The goal of this notebook is to demonstrate how to generate some simple DESI spectra using the quickgen utility. For simplicity we will only generate 1D spectra and skip the more computationally intensive (yet still instructive!) step of extracting 1D spectra from simulated 2D spectra (i.e., so-called "pixel-level simulations").

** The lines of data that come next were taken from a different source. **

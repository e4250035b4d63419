/*
 * Copyright 2025 Security Union LLC
 *
 * Licensed under either of
 *
 * * Apache License, Version 2.0
 *   (http://www.apache.org/licenses/LICENSE-2.0)
 * * MIT license
 *   (http://opensource.org/licenses/MIT)
 *
 * at your option.
 *
 * Unless you explicitly state otherwise, any contribution intentionally
 * submitted for inclusion in the work by you, as defined in the Apache-2.0
 * license, shall be dual licensed as above, without any additional terms or
 * conditions.
 */

//! Wraparound resolution for fixed-width RTP counters.
//!
//! RTP sequence numbers, timestamps, picture ids and frame numbers all wrap.
//! [`Unwrapper`] maps such a stream onto `i64` by always choosing the
//! representative nearest to the previously unwrapped value.

/// Unwraps a counter of modulus `MODULUS` into a monotonically comparable `i64`.
///
/// A forward distance of exactly half the modulus is treated as forward motion.
#[derive(Debug, Clone, Default, PartialEq, Eq)]
pub struct Unwrapper<const MODULUS: i64> {
    last_value: Option<i64>,
}

/// 16-bit RTP sequence numbers and descriptor frame numbers.
pub type SequenceNumberUnwrapper = Unwrapper<65_536>;
/// 15-bit VP8/VP9/generic picture ids.
pub type PictureIdUnwrapper = Unwrapper<32_768>;
/// 8-bit VP8/VP9 TL0PICIDX.
pub type Tl0PicIdxUnwrapper = Unwrapper<256>;

impl<const MODULUS: i64> Unwrapper<MODULUS> {
    pub fn new() -> Self {
        Self { last_value: None }
    }

    /// Unwraps `value` and remembers the result as the new reference point.
    pub fn unwrap(&mut self, value: impl Into<i64>) -> i64 {
        let unwrapped = self.unwrap_without_update(value);
        self.last_value = Some(unwrapped);
        unwrapped
    }

    fn unwrap_without_update(&self, value: impl Into<i64>) -> i64 {
        let value = value.into().rem_euclid(MODULUS);
        let Some(last) = self.last_value else {
            return value;
        };
        let mut delta = (value - last.rem_euclid(MODULUS)).rem_euclid(MODULUS);
        if delta > MODULUS / 2 {
            delta -= MODULUS;
        }
        last + delta
    }
}

#[cfg(test)]
mod tests {
    use super::*;

    #[test]
    fn test_first_value_is_returned_as_is() {
        let mut unwrapper = SequenceNumberUnwrapper::new();
        assert_eq!(unwrapper.unwrap(1234u16), 1234);
    }

    #[test]
    fn test_forward_wraparound() {
        let mut unwrapper = SequenceNumberUnwrapper::new();
        let unwrapped: Vec<i64> = [65534u16, 65535, 0, 1]
            .into_iter()
            .map(|seq| unwrapper.unwrap(seq))
            .collect();
        assert_eq!(unwrapped, vec![65534, 65535, 65536, 65537]);
    }

    #[test]
    fn test_backward_wraparound() {
        let mut unwrapper = SequenceNumberUnwrapper::new();
        assert_eq!(unwrapper.unwrap(1u16), 1);
        assert_eq!(unwrapper.unwrap(65535u16), -1);
        assert_eq!(unwrapper.unwrap(2u16), 2);
    }

    #[test]
    fn test_reordering_inside_half_range() {
        let mut unwrapper = SequenceNumberUnwrapper::new();
        assert_eq!(unwrapper.unwrap(65000u16), 65000);
        assert_eq!(unwrapper.unwrap(100u16), 65636);
        assert_eq!(unwrapper.unwrap(64000u16), 64000);
        assert_eq!(unwrapper.unwrap(200u16), 65736);
    }

    #[test]
    fn test_half_range_tie_is_forward() {
        let mut unwrapper = SequenceNumberUnwrapper::new();
        unwrapper.unwrap(0u16);
        assert_eq!(unwrapper.unwrap(32768u16), 32768);
        assert_eq!(unwrapper.unwrap(0u16), 65536);
    }

    #[test]
    fn test_unwrap_without_update_keeps_state() {
        let mut unwrapper = SequenceNumberUnwrapper::new();
        unwrapper.unwrap(65535u16);
        assert_eq!(unwrapper.unwrap_without_update(3u16), 65539);
        assert_eq!(unwrapper.unwrap(65534u16), 65534);
    }

    #[test]
    fn test_picture_id_wraparound() {
        let mut unwrapper = PictureIdUnwrapper::new();
        assert_eq!(unwrapper.unwrap(0x7fffu16), 0x7fff);
        assert_eq!(unwrapper.unwrap(0u16), 0x8000);
    }
}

For additional (albeit somewhat outdated) information and documentation about quickgen see
https://desi.lbl.gov/DocDB/cgi-bin/private/ShowDocument?docid=1429
The heart of quickgen is the SpecSim package, which you can read out here:
http://specsim.readthedocs.io/en/stable
If you identify any errors or have requests for additional functionality please create a new issue on
https://github.com/desihub/desisim/issues
or send a note to desi-data@desi.lbl.gov.
In [1]:
import os
import numpy as np
import matplotlib.pyplot as plt
from astropy.io import fits
from astropy.table import Table
In [2]:
import desispec.io
import desisim.io
from desisim.obs import new_exposure
from desisim.scripts import quickgen
from desispec.scripts import group_spectra
In [3]:
%pylab inline
Next, make sure we have all the right environment variables set (assuming the bash shell). If any of these environment variables are missing please set them in your .bashrc file (and then restart this notebook) or create them for just this notebook session using the %set_env magic command, as we demonstrate below.
In [4]:
def check_env():
for env in ('DESIMODEL', 'DESI_ROOT', 'DESI_SPECTRO_SIM', 'DESI_SPECTRO_DATA',
'DESI_SPECTRO_REDUX', 'SPECPROD', 'PIXPROD'):
if env in os.environ:
print('{} environment set to {}'.format(env, os.getenv(env)))
else:
print('Required environment variable {} not set!'.format(env))
In [5]:
check_env()
Let's reassign the $SPECPROD environment to something other than dailytest so that we don't conflict with the outputs of the standard DESI integration test. In addition, we need to make raw data input $DESI_SPECTO_DATA match $DESI_SPECTRO_SIM/$PIXPROD where the simulated data will be written.
In [6]:
%set_env SPECPROD=example
%set_env PIXPROD=example
rawdata_dir = desisim.io.simdir()
%set_env DESI_SPECTRO_DATA=$rawdata_dir
print('Simulated raw data will be written to {}'.format(desisim.io.simdir()))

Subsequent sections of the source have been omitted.